A Goldfields Parts Store Stocks Up on Used Square Pallets That Beat the Termites
A Goldfields mining parts store in Western Australia.
The operation
This is a mining parts and consumables store in the Western Australian Goldfields, holding general stacked stock in a hot, humid, termite-active shed. The store sits a long way from anywhere, so when stock needs a pallet it needs one now, not on a multi-week lead time. Their need was unglamorous and common: square medium-duty pallets, in a hurry, at low cost, for routine non-critical storage — without the rot and insect damage that had been steadily destroying their timber. They had no appetite for a capital case or a procurement cycle every time a storage bay filled up; they wanted serviceable decks they could order against petty spend and put straight to work.
The problem with the old handling
Two things were hurting the store. Timber pallets in a humid, termite-prone shed were a write-off cycle — boards got eaten and rotted, and there was a permanent line in the budget for replacing them. And when they needed extra pallets quickly for a general storage need, new units were more cost and lead time than a non-critical job could justify. They wanted cheap, durable, square pallets they could get fast.
Why this pallet
They took the BPB-110UM, a second-hand medium-duty 1100 x 1100 export pallet supplied in mixed makes across PC, PO and HDPE. Both nestable and stackable, with a low minimum order around 30 units, it is sold as reconditioned stock at a used price point. The logic was straightforward. For routine, non-critical stacked storage, a reconditioned plastic deck performs reliably without the cost of new tooling — so buying used was the right call for the job rather than a compromise.

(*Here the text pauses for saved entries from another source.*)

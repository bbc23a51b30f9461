//! Database error types.

use std::path::PathBuf;
use thiserror::Error;

/// Errors from database operations.
#[derive(Error, Debug)]
pub enum DatabaseError {
    /// SQLite error from rusqlite.
    #[error("SQLite error: {0}")]
    Sqlite(#[from] rusqlite::Error),

    /// IO error when creating directories or files.
    #[error("IO error for path '{path}': {source}")]
    Io {
        path: PathBuf,
        #[source]
        source: std::io::Error,
    },

    /// A migration failed to apply.
    #[error("Migration failed at version {version}: {reason}")]
    Migration { version: u32, reason: String },

    /// The database lock was poisoned.
    #[error("Database lock poisoned")]
    LockPoisoned,

    /// A blocking database task panicked or was aborted.
    #[error("Database task failed: {0}")]
    Task(String),

    /// A stored value could not be decoded.
    #[error("Invalid value '{value}' in column '{column}'")]
    InvalidData { column: String, value: String },

    /// A referenced row does not exist.
    #[error("{entity} '{id}' not found")]
    NotFound { entity: &'static str, id: String },
}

And critically, being plastic, the pallets shrug off the termites and humidity that were destroying timber in the shed. So the cheaper pallets are also the longer-lasting ones in this specific environment — the used plastic outlasts the new timber it replaced. The square 1100 x 1100 footprint also suits export movements and, being plastic, sidesteps ISPM-15 if any of the stock is later shipped.
The rollout
The low minimum order and the used price point made this an easy, low-risk buy — the store could bring in a batch quickly for a general storage need without a capital case. They put the reconditioned pallets straight into routine stacked storage, confirmed the mixed-make decks carried their loads reliably, and watched them survive the shed conditions that had been eating timber.
The result — estimated
The cost saving is the headline, framed as an estimate. Buying second-hand rather than new cut the pallet outlay by an estimated 40-60% — the decisive factor for non-critical storage that didn't warrant new-unit spend. For a routine job, the reconditioned decks performed just as well as new would have.
The durability gain is the one that keeps paying. Because the plastic pallets shrug off the termites and humidity that were destroying timber, the cheaper used units also lasted longer than the boards they replaced — so the store both spent less upfront and stopped feeding the annual timber-pallet write-off cycle. We frame the saving as an estimate because used pricing and condition vary with available stock — but the combination is hard to argue with: square medium-duty pallets, fast, at roughly half the cost of new, that outlast timber in a shed that eats timber.